Another example: A patent is seated in front of a screen showing a car. Electrodes are imbedded in his brain. He is told to think about driving the car step by step. As he thinks a step turn the ignition key put on the left turn signal – his brain generates impulses (instructions) to his body to perform those functions. Those impulses are intercepted by the electrodes and directed to a computer that relays those instructions to another computer wired to a test car. The second computer translates the instructions into movements by a robot connected to the car. The ignition is turned on, the turn signal is turned on, and the car idles awaiting further instructions.

The human body essentially is a robot. An intelligent robot – if you will – but a robot nonetheless. It can and does operate with any number of artificial parts. For example, we use mechanical pacemakers, artificial mechanical hearts, pig hearts, and various mechanical prostheses to replacedamaged arms and legs. Yet despite all this, we still consider ourselves to be human.

But even this is just a beginning.

One day, we will learn to download data from one human brain to another or from a human brain to some sort of external storage device, then uploaded into another. That data can be almost anything, i.e. life experiences, intellectual achievements, knowledge, or simply emotional responses. The storage devices will be of unlimited variety not excluding computer disks, other human brains, or intelligent computer-robots.

What might we have then? A robot that feels as you feel? A robot that thinks as you think? A robot that knows what you know? And when we have that, what will we have? A race of robots that for all practical purposes are just you and me in new indestructible houses; houses unencumbered by things like emotions or ailments or feelings or pointless sensitivities. A race of super “beings”?

The fact is we are each of us only our brain. What we are and who we are is simply a reflection of what we know and who we know. Our bodies are robots In every conceivable sense of the word. We can transplant into our bodies the arms, legs, hearts, lungs, bladders and livers of strangers and still remain ourselves. That’s because our identity rests with our brain. So what will the result be if all that is transferred into a computer robot? Will it be a robot or will it be us? It’s hard to say.

But there’s more. So far, we have discussed computer-robots without specifying what they might look like some time down the road. Well I think they might look a lot like us. In fact, they might look just like us you and me.

Have you seen the Charles Schwab television commercials lately? They feature animated people. When these commercials first came on, the animated people looked like animated people. Then slowly, commercial by commercial, they began to improve until the latest are really quite remarkable. They look almost real. The time is coming when you won’t be able to distinguish animation from reality.
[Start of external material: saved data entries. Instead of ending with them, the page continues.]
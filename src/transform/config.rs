//! The declarative mapping configuration, loaded from JSON or TOML.

use serde::{Deserialize, Serialize};
use std::path::Path;

use crate::error::ConfigError;

fn default_version() -> String {
    "1.0".to_string()
}

fn default_data_type() -> String {
    "string".to_string()
}

fn default_true() -> bool {
    true
}

/// A named, versioned set of field mappings, custom rules and validation rules.
#[derive(Debug, Clone, PartialEq, Serialize, Deserialize)]
pub struct FieldMappingConfiguration {
    pub name: String,
    #[serde(default = "default_version")]
    pub version: String,
    #[serde(default)]
    pub description: Option<String>,
    #[serde(default)]
    pub field_mappings: Vec<FieldMapping>,
    #[serde(default)]
    pub custom_rules: Vec<CustomMappingRule>,
    #[serde(default)]
    pub validation_rules: Vec<ValidationRule>,
}

#[derive(Debug, Clone, PartialEq, Serialize, Deserialize)]
pub struct FieldMapping {
    /// A field path (`PID-5-1`) or a virtual field name (`MessageType`)
    pub source_field: String,
    pub target_field: String,
    #[serde(default = "default_data_type")]
    pub data_type: String,
    #[serde(default)]
    pub required: bool,
    #[serde(default)]
    pub default_value: Option<String>,
    #[serde(default)]
    pub transform_function: Option<String>,
    #[serde(default)]
    pub validation_pattern: Option<String>,
    /// All must hold for the mapping to apply.
    #[serde(default)]
    pub conditions: Vec<MappingCondition>,
}

#[derive(Debug, Clone, PartialEq, Serialize, Deserialize)]
pub struct MappingCondition {
    /// A context key, a field path or a virtual field name
    pub field: String,
    pub operator: ConditionOperator,
    #[serde(default)]
    pub value: String,
}

#[derive(Debug, Clone, Copy, PartialEq, Eq, Serialize, Deserialize)]
#[serde(rename_all = "snake_case")]
pub enum ConditionOperator {
    #[serde(alias = "eq", alias = "==")]
    Equals,
    #[serde(alias = "ne", alias = "!=")]
    NotEquals,
    Contains,
    NotContains,
    StartsWith,
    EndsWith,
    #[serde(alias = "matches")]
    Regex,
    #[serde(alias = "gt", alias = ">")]
    GreaterThan,
    #[serde(alias = "ge", alias = ">=")]
    GreaterThanOrEqual,
    #[serde(alias = "lt", alias = "<")]
    LessThan,
    #[serde(alias = "le", alias = "<=")]
    LessThanOrEqual,
    /// Value is a comma separated list
    In,
    NotIn,
    IsEmpty,
    IsNotEmpty,
}

#[derive(Debug, Clone, PartialEq, Serialize, Deserialize)]
pub struct CustomMappingRule {
    pub name: String,
    #[serde(default)]
    pub description: Option<String>,
    /// Output fields for transforms, input fields for built-ins
    #[serde(default)]
    pub applies_to: Vec<String>,
    pub rule_type: RuleType,
    pub expression: String,
    #[serde(default)]
    pub target_field: Option<String>,
    /// Higher runs first.
    #[serde(default)]
    pub priority: i32,
    #[serde(default = "default_true")]
    pub active: bool,
}

#[derive(Debug, Clone, PartialEq, Eq, Serialize, Deserialize)]
#[serde(rename_all = "snake_case")]
pub enum RuleType {
    FieldTransform,
    CalculatedField,
    ConditionalMapping,
    DataValidation,
    BuiltIn,
    #[serde(other)]
    Unknown,
}

/// A post-mapping check on the output record. Failures are warnings.
#[derive(Debug, Clone, PartialEq, Serialize, Deserialize)]
pub struct ValidationRule {
    pub name: String,
    /// Target key in the output record
    pub field: String,
    pub rule: ValidationKind,
    #[serde(default)]
    pub parameter: Option<String>,
    #[serde(default)]
    pub message: Option<String>,
}

#[derive(Debug, Clone, Copy, PartialEq, Eq, Serialize, Deserialize)]
#[serde(rename_all = "snake_case")]
pub enum ValidationKind {
    Required,
    Pattern,
    MinLength,
    MaxLength,
    AllowedValues,
}

impl FieldMappingConfiguration {
    pub fn new(name: impl Into<String>) -> FieldMappingConfiguration {
        FieldMappingConfiguration {
            name: name.into(),
            version: default_version(),
            description: None,
            field_mappings: Vec::new(),
            custom_rules: Vec::new(),
            validation_rules: Vec::new(),
        }
    }

    pub fn from_json_str(text: &str) -> Result<Self, ConfigError> {
        Ok(serde_json::from_str(text)?)
    }

    pub fn from_toml_str(text: &str) -> Result<Self, ConfigError> {
        Ok(toml::from_str(text)?)
    }

    /// Loads a configuration file, TOML for a `.toml` extension and JSON otherwise.
    pub fn load(path: impl AsRef<Path>) -> Result<Self, ConfigError> {
        let path = path.as_ref();
        let text = std::fs::read_to_string(path)?;
        let is_toml = path
            .extension()
            .map_or(false, |ext| ext.eq_ignore_ascii_case("toml"));
        if is_toml {
            Self::from_toml_str(&text)
        } else {
            Self::from_json_str(&text)
        }
    }

    pub fn to_json_string(&self) -> Result<String, ConfigError> {
        Ok(serde_json::to_string_pretty(self)?)
    }

    /// Runs every check [`TransformationEngine::new`](super::TransformationEngine::new) does.
    pub fn validate(&self) -> Result<(), ConfigError> {
        super::engine::compile(self).map(|_| ())
    }

    pub fn with_mapping(mut self, mapping: FieldMapping) -> Self {
        self.field_mappings.push(mapping);
        self
    }

    pub fn with_rule(mut self, rule: CustomMappingRule) -> Self {
        self.custom_rules.push(rule);
        self
    }

    pub fn with_validation(mut self, rule: ValidationRule) -> Self {
        self.validation_rules.push(rule);
        self
    }
}

impl FieldMapping {
    /// A plain string mapping with every option off.
    pub fn new(source_field: impl Into<String>, target_field: impl Into<String>) -> FieldMapping {
        FieldMapping {
            source_field: source_field.into(),
            target_field: target_field.into(),
            data_type: default_data_type(),
            required: false,
            default_value: None,
            transform_function: None,
            validation_pattern: None,
            conditions: Vec::new(),
        }
    }

    pub fn data_type(mut self, data_type: impl Into<String>) -> Self {
        self.data_type = data_type.into();
        self
    }

    pub fn required(mut self) -> Self {
        self.required = true;
        self
    }

    pub fn default_value(mut self, value: impl Into<String>) -> Self {
        self.default_value = Some(value.into());
        self
    }

    pub fn transform(mut self, function: impl Into<String>) -> Self {
        self.transform_function = Some(function.into());
        self
    }

    pub fn pattern(mut self, pattern: impl Into<String>) -> Self {
        self.validation_pattern = Some(pattern.into());
        self
    }

    pub fn when(mut self, field: impl Into<String>, operator: ConditionOperator, value: impl Into<String>) -> Self {
        self.conditions.push(MappingCondition {
            field: field.into(),
            operator,
            value: value.into(),
        });
        self
    }
}

impl CustomMappingRule {
    pub fn new(name: impl Into<String>, rule_type: RuleType, expression: impl Into<String>) -> CustomMappingRule {
        CustomMappingRule {
            name: name.into(),
            description: None,
            applies_to: Vec::new(),
            rule_type,
            expression: expression.into(),
            target_field: None,
            priority: 0,
            active: true,
        }
    }

    pub fn applies_to<I, S>(mut self, fields: I) -> Self
    where
        I: IntoIterator<Item = S>,
        S: Into<String>,
    {
        self.applies_to = fields.into_iter().map(Into::into).collect();
        self
    }

    pub fn target(mut self, field: impl Into<String>) -> Self {
        self.target_field = Some(field.into());
        self
    }

    pub fn priority(mut self, priority: i32) -> Self {
        self.priority = priority;
        self
    }
}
So maybe the computer-robots ofthe future won’t look like robots at all. Maybe they will look like us. Made in the shape of people, with faces resembling real people, and with the texture and flexibility of new synthetic materials, the robots of the future might very nearly be indistinguishable from their human creators.

“Why are you here alone?”

“The others are gone”.

“Gone where?”

“Gone away.”

“Where did you come from?”

“We come from those who made us.”

“Who were they?”

“They were the Creators.”

It’s not nearly as far-fetched as you might think.

Soon we may be saying: “take us to Warp 6, Mr. Sulu.”.

It makes me wonder if one-day humans might not rue the day they saw their first computer.

Tomorrow may be closer than we think.